The CO-binding kinetics of cytochrome P-450cam(+) and P-450cam(-) have been measured in the millisecond time domain using a flash photolysis method. We have determined the reaction coordinates for free energy, enthalpy and entropy from the temperature dependence of the overall rate constants of the bimolecular forward (on) and backward (off) reactions. Comparing the thermodynamic profiles of P-450cam with that of myoglobin (Mb) reported so far, the enthalpy and the entropy coordinates exhibit the following remarkable characteristics. The CO-binding equilibrium: The stability of the CO-complex is perfectly entropy-driven for P-450cam, while enthalpy-driven for Mb. This entropy-driven feature for P-450cam is enhanced by the dissociating d-camphor. The on and off activation processes: The on and off reactions for P-450cam are dominantly controlled by the enthalpy and entropy terms, respectively, while those for Mb are rather the reverse of the case of P-450cam. The dissociation of d-camphor has a significant effect on the on reaction but no effect on the off reaction.
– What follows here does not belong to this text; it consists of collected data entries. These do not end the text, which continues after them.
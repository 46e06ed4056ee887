//! Formatting utilities for terminal output

use crate::core::{Guess, LetterStatus};
use crate::keyboard::Key;
use colored::{ColoredString, Colorize};

/// One letter tile coloured by its status
#[must_use]
pub fn tile(letter: char, status: Option<LetterStatus>) -> ColoredString {
    let text = format!(" {letter} ");
    match status {
        Some(LetterStatus::Correct) => text.black().on_green().bold(),
        Some(LetterStatus::Present) => text.black().on_yellow().bold(),
        Some(LetterStatus::Absent) => text.white().on_bright_black(),
        None => text.bold(),
    }
}

/// A submitted guess as a row of coloured tiles
#[must_use]
pub fn guess_row(guess: &Guess) -> String {
    guess
        .tiles()
        .map(|(letter, status)| tile(letter, Some(status)).to_string())
        .collect()
}

/// The row being typed, padded with placeholders up to `word_length`
#[must_use]
pub fn pending_row(entry: &[char], word_length: usize) -> String {
    (0..word_length)
        .map(|i| match entry.get(i) {
            Some(&letter) => tile(letter, None).to_string(),
            None => " _ ".dimmed().to_string(),
        })
        .collect()
}

/// A keyboard key coloured by its hint
#[must_use]
pub fn key(key: Key, hint: Option<LetterStatus>) -> String {
    match key {
        Key::Letter(letter) => match hint {
            Some(status) => tile(letter, Some(status)).to_string(),
            None => format!(" {letter} "),
        },
        other => format!(" {} ", other.label()).dimmed().to_string(),
    }
}

/// One sample tile per status, lowest priority first
#[must_use]
pub fn legend() -> String {
    LetterStatus::ALL
        .iter()
        .map(|&status| format!("{} {}", tile(status.symbol(), Some(status)), status.name()))
        .collect::<Vec<_>>()
        .join("  ")
}

#[cfg(test)]
mod tests {
    use super::*;
    use crate::core::{Alphabet, Word};

    fn plain() {
        colored::control::set_override(false);
    }

    #[test]
    fn guess_row_plain_text() {
        plain();
        let alphabet = Alphabet::default();
        let secret = Word::parse("altsu", &alphabet).unwrap();
        let guess = Guess::new(Word::parse("stall", &alphabet).unwrap(), &secret);
        assert_eq!(guess_row(&guess), " S  T  A  L  L ");
    }

    #[test]
    fn pending_row_pads_with_placeholders() {
        plain();
        assert_eq!(pending_row(&['A', 'L'], 5), " A  L  _  _  _ ");
        assert_eq!(pending_row(&[], 3), " _  _  _ ");
    }

    #[test]
    fn keys_render_labels() {
        plain();
        assert_eq!(key(Key::Letter('Ö'), None), " Ö ");
        assert_eq!(key(Key::Letter('Ö'), Some(LetterStatus::Absent)), " Ö ");
        assert_eq!(key(Key::Enter, None), " ENTER ");
    }

    #[test]
    fn legend_lists_every_status() {
        plain();
        assert_eq!(legend(), " ⬛  absent   🟨  present   🟩  correct");
    }
}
Analyzing these thermodynamic features on the basis of the physical chemistry in the solution reaction, it was found that these characteristic profiles arise from the difference in the global structural change between the proteins. Namely, during the equilibrium process of the CO binding, this structural change is accompanied by a larger increase in the degree of freedom in P-450cam than in Mb. We discussed the correlations between the structural changes and their biological significance.